Sunday morning. A group of new members gathers in a classroom at Peace River Baptist Church, Punta Gorda, Fla. Over the past six years the church’s attendance has more than doubled, so frequently recurring classes for new members are necessary. Pastor Jim Stultz, who teaches the class, stands before the group. He produces a small unlabeled metal can and passes it around from person to person. “Who can tell me what’s inside the can?” Stultz asks. The new members know by the can’s weight that it’s full of something, and they assume that it’s some kind of food, but they can only guess as to its identity. “Corn?” someone ventures. “Green beans?” another volunteers. Maybe one of them is right, maybe neither. In fact, just about anything could be inside the can. Since the label has been removed, the new members have no way of knowing what it contains.

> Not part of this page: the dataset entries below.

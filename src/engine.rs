use std::cmp::Reverse;
use std::collections::{BTreeMap, HashMap};
use std::str::FromStr;

use chrono::NaiveDate;
use rust_decimal::Decimal;

use crate::{FilterSpec, Flow, TransactionRecord, TransactionStore};

/// Possible errors to occur when asking the engine for an aggregation
#[derive(Debug, thiserror::Error, PartialEq, Eq)]
pub enum EngineError {
    #[error("`{0}` is not a dimension records can be grouped by")]
    InvalidDimension(String),
}

/// The field records are grouped by before their amounts are summed
#[derive(Clone, Copy, Debug, serde::Serialize, PartialEq, Eq, Hash)]
#[serde(rename_all = "lowercase")]
pub enum Dimension {
    Company,
    Type,
    /// The calendar day of the timestamp
    Day,
}

impl Dimension {
    fn key(self, record: &TransactionRecord) -> GroupKey {
        match self {
            Dimension::Company => GroupKey::Label(record.company().to_owned()),
            Dimension::Type => GroupKey::Label(record.kind().to_owned()),
            Dimension::Day => GroupKey::Day(record.day()),
        }
    }

    fn is_chronological(self) -> bool {
        matches!(self, Dimension::Day)
    }
}

impl FromStr for Dimension {
    type Err = EngineError;

    fn from_str(s: &str) -> Result<Self, Self::Err> {
        match s.trim().to_lowercase().as_str() {
            "company" => Ok(Dimension::Company),
            "type" => Ok(Dimension::Type),
            "day" => Ok(Dimension::Day),
            _ => Err(EngineError::InvalidDimension(s.to_owned())),
        }
    }
}

/// The value records share within one group
#[derive(Clone, Debug, PartialEq, Eq, PartialOrd, Ord, Hash)]
pub enum GroupKey {
    /// A company or a transaction type
    Label(String),
    Day(NaiveDate),
}

impl std::fmt::Display for GroupKey {
    fn fmt(&self, f: &mut std::fmt::Formatter<'_>) -> std::fmt::Result {
        match self {
            GroupKey::Label(label) => f.write_str(label),
            GroupKey::Day(day) => write!(f, "{}", day.format("%Y-%m-%d")),
        }
    }
}

impl serde::Serialize for GroupKey {
    fn serialize<S>(&self, serializer: S) -> Result<S::Ok, S::Error>
        where S: serde::Serializer
    {
        serializer.collect_str(self)
    }
}

/// Summed amounts, one row per group
///
/// Categorical results are ordered by descending absolute total, with ties in
/// key order. Results grouped by day are chronological.
#[derive(Clone, Debug, PartialEq, Eq)]
pub struct AggregationResult {
    dimension: Dimension,
    rows: Vec<(GroupKey, Decimal)>,
}

impl AggregationResult {
    fn from_totals(dimension: Dimension, totals: HashMap<GroupKey, Decimal>) -> Self {
        let mut rows = totals.into_iter().collect::<Vec<_>>();
        match dimension.is_chronological() {
            true => rows.sort_by(|(a, _), (b, _)| a.cmp(b)),
            false => rows.sort_by(|(a_key, a_total), (b_key, b_total)| {
                Reverse(a_total.abs())
                    .cmp(&Reverse(b_total.abs()))
                    .then_with(|| a_key.cmp(b_key))
            }),
        }

        Self { dimension, rows }
    }

    pub fn dimension(&self) -> Dimension {
        self.dimension
    }

    pub fn rows(&self) -> &[(GroupKey, Decimal)] {
        &self.rows
    }

    /// The total of a single group, `None` if no record fell into it
    pub fn get(&self, key: &GroupKey) -> Option<Decimal> {
        self.rows
            .iter()
            .find(|(row_key, _)| row_key == key)
            .map(|(_, total)| *total)
    }

    /// The sum over all groups, saturating at the bounds of [`Decimal`]
    pub fn total(&self) -> Decimal {
        self.rows
            .iter()
            .fold(Decimal::ZERO, |sum, (_, total)| sum.saturating_add(*total))
    }

    /// The same rows with absolute totals, as used for pie charts
    pub fn magnitudes(&self) -> Self {
        Self {
            dimension: self.dimension,
            rows: self.rows
                .iter()
                .map(|(key, total)| (key.clone(), total.abs()))
                .collect(),
        }
    }

    pub fn len(&self) -> usize {
        self.rows.len()
    }

    pub fn is_empty(&self) -> bool {
        self.rows.is_empty()
    }

    pub fn iter(&self) -> impl Iterator<Item = &(GroupKey, Decimal)> {
        self.rows.iter()
    }
}

impl IntoIterator for AggregationResult {
    type Item = (GroupKey, Decimal);
    type IntoIter = std::vec::IntoIter<(GroupKey, Decimal)>;

    fn into_iter(self) -> Self::IntoIter {
        self.rows.into_iter()
    }
}

/// An aggregation split into income and expense
///
/// Corresponds to grouping by the pair (flow, key).
#[derive(Clone, Debug, PartialEq, Eq)]
pub struct FlowBreakdown {
    pub income: AggregationResult,
    pub expense: AggregationResult,
}

impl FlowBreakdown {
    pub fn get(&self, flow: Flow) -> &AggregationResult {
        match flow {
            Flow::Income => &self.income,
            Flow::Expense => &self.expense,
        }
    }
}

/// Selects the records of `store` that match `spec`, in store order
pub fn filter<'a>(store: &'a TransactionStore, spec: &FilterSpec) -> Vec<&'a TransactionRecord> {
    store.records()
        .iter()
        .filter(|record| spec.matches(record))
        .collect()
}

/// Groups `records` by `dimension` and sums the amounts of each group
///
/// Only groups that occur in `records` are part of the result. Amounts within
/// [`MAX_AMOUNT`](crate::MAX_AMOUNT) can't overflow a sum, larger ones saturate.
pub fn aggregate_by<'a, I>(records: I, dimension: Dimension) -> AggregationResult
    where I: IntoIterator<Item = &'a TransactionRecord>
{
    let mut totals = HashMap::new();
    for record in records {
        let total = totals
            .entry(dimension.key(record))
            .or_insert(Decimal::ZERO);
        *total = total.saturating_add(record.amount());
    }

    AggregationResult::from_totals(dimension, totals)
}

/// Partitions `records` into income and expense, keeping their order
///
/// Records with an amount of zero count as income.
pub fn split_income_expense<'a, I>(records: I) -> (Vec<&'a TransactionRecord>, Vec<&'a TransactionRecord>)
    where I: IntoIterator<Item = &'a TransactionRecord>
{
    records
        .into_iter()
        .partition(|record| record.flow() == Flow::Income)
}

/// Splits `records` by flow, then aggregates each side by `dimension`
pub fn aggregate_by_flow<'a, I>(records: I, dimension: Dimension) -> FlowBreakdown
    where I: IntoIterator<Item = &'a TransactionRecord>
{
    let (income, expense) = split_income_expense(records);
    FlowBreakdown {
        income: aggregate_by(income, dimension),
        expense: aggregate_by(expense, dimension),
    }
}

/// Net amount per day for every day between the first and last record
///
/// Unlike [`aggregate_by`] with [`Dimension::Day`], days without records are
/// included with a total of zero.
pub fn daily_series<'a, I>(records: I) -> AggregationResult
    where I: IntoIterator<Item = &'a TransactionRecord>
{
    let mut totals = BTreeMap::new();
    for record in records {
        let total = totals.entry(record.day()).or_insert(Decimal::ZERO);
        *total = total.saturating_add(record.amount());
    }

    let span = totals
        .keys()
        .next()
        .copied()
        .zip(totals.keys().next_back().copied());
    let rows = match span {
        Some((first, last)) => first
            .iter_days()
            .take_while(|day| *day <= last)
            .map(|day| (GroupKey::Day(day), totals.get(&day).copied().unwrap_or(Decimal::ZERO)))
            .collect(),
        None => Vec::new(),
    };

    AggregationResult { dimension: Dimension::Day, rows }
}

#[cfg(test)]
mod tests {
    use chrono::NaiveDateTime;
    use rust_decimal_macros::dec;

    use super::*;
    use crate::{LoadOptions, Selection, TimeRange};
    use crate::import::CsvLayout;

    macro_rules! aggregation_test {
        (
            $name:ident
            $dimension:expr,
            $transactions:literal
            $($key:expr => $total:expr),* $(,)?
        ) => {
            #[test]
            fn $name() {
                let store = TransactionStore::load_csv(
                    $transactions.as_bytes(),
                    CsvLayout::Headed,
                    &LoadOptions::default(),
                )
                .unwrap()
                .store;
                let result = aggregate_by(store.records(), $dimension);
                let expected: Vec<(GroupKey, Decimal)> = vec![$(($key, $total)),*];
                assert_eq!(result.rows(), expected.as_slice());
            }
        };
    }

    fn label(label: &str) -> GroupKey {
        GroupKey::Label(label.to_owned())
    }

    fn day(day: u32) -> GroupKey {
        GroupKey::Day(NaiveDate::from_ymd_opt(2024, 1, day).unwrap())
    }

    fn at(day: u32) -> NaiveDateTime {
        NaiveDate::from_ymd_opt(2024, 1, day)
            .unwrap()
            .and_hms_opt(0, 0, 0)
            .unwrap()
    }

    fn sample() -> TransactionStore {
        TransactionStore::from_records(vec![
            TransactionRecord::new(at(1), "Cafe", "Sale", dec!(100)),
            TransactionRecord::new(at(1), "Cafe", "Rent", dec!(-50)),
            TransactionRecord::new(at(2), "Shop", "Sale", dec!(200)),
            TransactionRecord::new(at(4), "Shop", "Wage", dec!(0)),
        ])
    }

    aggregation_test!(by_company
        Dimension::Company,
        r#"timestamp, company, type, amount
           2024-01-01, Cafe, Sale, 100
           2024-01-01, Cafe, Rent, -50
           2024-01-02, Shop, Sale, 200"#
        label("Shop") => dec!(200),
        label("Cafe") => dec!(50),
    );
    aggregation_test!(by_type_orders_by_absolute_total
        Dimension::Type,
        r#"timestamp, company, type, amount
           2024-01-01, Cafe, Sale, 100
           2024-01-01, Cafe, Rent, -150
           2024-01-02, Shop, Wage, -20.25
           2024-01-02, Shop, Sale, 25"#
        label("Rent") => dec!(-150),
        label("Sale") => dec!(125),
        label("Wage") => dec!(-20.25),
    );
    aggregation_test!(ties_in_key_order
        Dimension::Company,
        r#"timestamp, company, type, amount
           2024-01-01, Shop, Sale, 10
           2024-01-01, Cafe, Sale, -10
           2024-01-01, Bar, Sale, 10"#
        label("Bar") => dec!(10),
        label("Cafe") => dec!(-10),
        label("Shop") => dec!(10),
    );
    aggregation_test!(by_day_is_chronological
        Dimension::Day,
        r#"timestamp, company, type, amount
           2024-01-03 18:00:00, Shop, Sale, 1
           2024-01-01 09:00:00, Cafe, Sale, 500
           2024-01-03 08:00:00, Cafe, Rent, -3.5"#
        day(1) => dec!(500),
        day(3) => dec!(-2.5),
    );
    aggregation_test!(empty_input
        Dimension::Company,
        r#"timestamp, company, type, amount"#
    );

    #[test]
    fn unrestricted_filter_returns_everything() {
        let store = sample();
        let filtered = filter(&store, &FilterSpec::unrestricted());
        assert_eq!(filtered, store.records().iter().collect::<Vec<_>>());

        let filtered = filter(&store, &FilterSpec::for_store(&store));
        assert_eq!(filtered.len(), store.len());
    }

    #[test]
    fn filter_combines_predicates() {
        let store = sample();
        let spec = FilterSpec::unrestricted()
            .with_time_range(TimeRange::new(at(1), at(2)))
            .with_types(Selection::only(["Sale"]));
        let filtered = filter(&store, &spec);
        let amounts = filtered.iter().map(|record| record.amount()).collect::<Vec<_>>();
        assert_eq!(amounts, vec![dec!(100), dec!(200)]);

        let spec = spec.with_companies(Selection::only(["Nobody"]));
        assert!(filter(&store, &spec).is_empty());
    }

    #[test]
    fn zero_amounts_are_income() {
        let store = sample();
        let (income, expense) = split_income_expense(store.records());
        assert_eq!(income.len(), 3);
        assert_eq!(expense.len(), 1);
        assert!(income.iter().any(|record| record.amount().is_zero()));
        assert_eq!(expense[0].kind(), "Rent");
    }

    #[test]
    fn aggregation_is_repeatable() {
        let store = sample();
        assert_eq!(
            aggregate_by(store.records(), Dimension::Type),
            aggregate_by(store.records(), Dimension::Type),
        );
    }

    #[test]
    fn totals_are_conserved() {
        let store = sample();
        let result = aggregate_by(store.records(), Dimension::Company);
        assert_eq!(result.total(), dec!(250));
        assert_eq!(result.get(&label("Cafe")), Some(dec!(50)));
        assert_eq!(result.get(&label("Bar")), None);
        assert_eq!(aggregate_by(Vec::<&TransactionRecord>::new(), Dimension::Company).total(), Decimal::ZERO);
    }

    #[test]
    fn sums_saturate_instead_of_overflowing() {
        let records = vec![
            TransactionRecord::new(at(1), "Cafe", "Sale", Decimal::MAX),
            TransactionRecord::new(at(1), "Cafe", "Sale", Decimal::ONE),
            TransactionRecord::new(at(2), "Shop", "Sale", Decimal::MAX),
        ];
        let result = aggregate_by(&records, Dimension::Company);
        assert_eq!(result.get(&label("Cafe")), Some(Decimal::MAX));
        assert_eq!(result.total(), Decimal::MAX);
        assert_eq!(daily_series(&records).get(&day(1)), Some(Decimal::MAX));
    }

    #[test]
    fn flow_breakdown() {
        let store = sample();
        let breakdown = aggregate_by_flow(store.records(), Dimension::Company);
        assert_eq!(breakdown.get(Flow::Income).rows(), &[
            (label("Shop"), dec!(200)),
            (label("Cafe"), dec!(100)),
        ]);
        assert_eq!(breakdown.get(Flow::Expense).magnitudes().rows(), &[
            (label("Cafe"), dec!(50)),
        ]);
    }

    #[test]
    fn daily_series_fills_gaps() {
        let store = sample();
        let series = daily_series(store.records());
        assert_eq!(series.rows(), &[
            (day(1), dec!(50)),
            (day(2), dec!(200)),
            (day(3), dec!(0)),
            (day(4), dec!(0)),
        ]);
        assert!(daily_series(Vec::<&TransactionRecord>::new()).is_empty());
    }

    #[test]
    fn dimension_names() {
        assert_eq!("company".parse(), Ok(Dimension::Company));
        assert_eq!(" Type ".parse(), Ok(Dimension::Type));
        assert_eq!("day".parse(), Ok(Dimension::Day));
        assert_eq!(
            "month".parse::<Dimension>(),
            Err(EngineError::InvalidDimension("month".to_owned())),
        );
    }
}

“Names don’t matter to God,” Stultz disclaims. He’s more concerned with “what you are on the inside, [whether or not you are] a believer in Jesus Christ.” But for us mere mortals who lack the advantage of omniscience, names and labels can be very important! While God was quick to assure the prophet Samuel that “the Lord looks at the heart,” He made equally clear in the same breath that “man looks at the outward appearance” (1 Sam. 16:7). So there is value in self-identification. It lets other people know what’s “inside the can.”

Recognizing this, Jim Stultz set out to communicate his church’s identity to his congregants. The “new members” classes go a long way toward conveying key doctrinal distinctives, and the weekly expository sermons express the church’s commitment to the centrality of God’s Word, but something more was needed to capture and communicate the stream of Christian tradition in which Peace River Baptist stands. “Many of our new people had no idea regarding the heritage or ministry of the Regular Baptist movement,” Stultz explains. So, in an age when words like Baptist and heritage are often treated with contempt, he decided to preach a sermon series on precisely that: Baptist heritage. Specifically, the heritage of the General Association of Regular Baptist Churches. The series comprised three messages preached in Peace River’s evening services: “The History of Baptists in America,” “The History of the GARBC,” and “The Mission and Ministries of the GARBC.”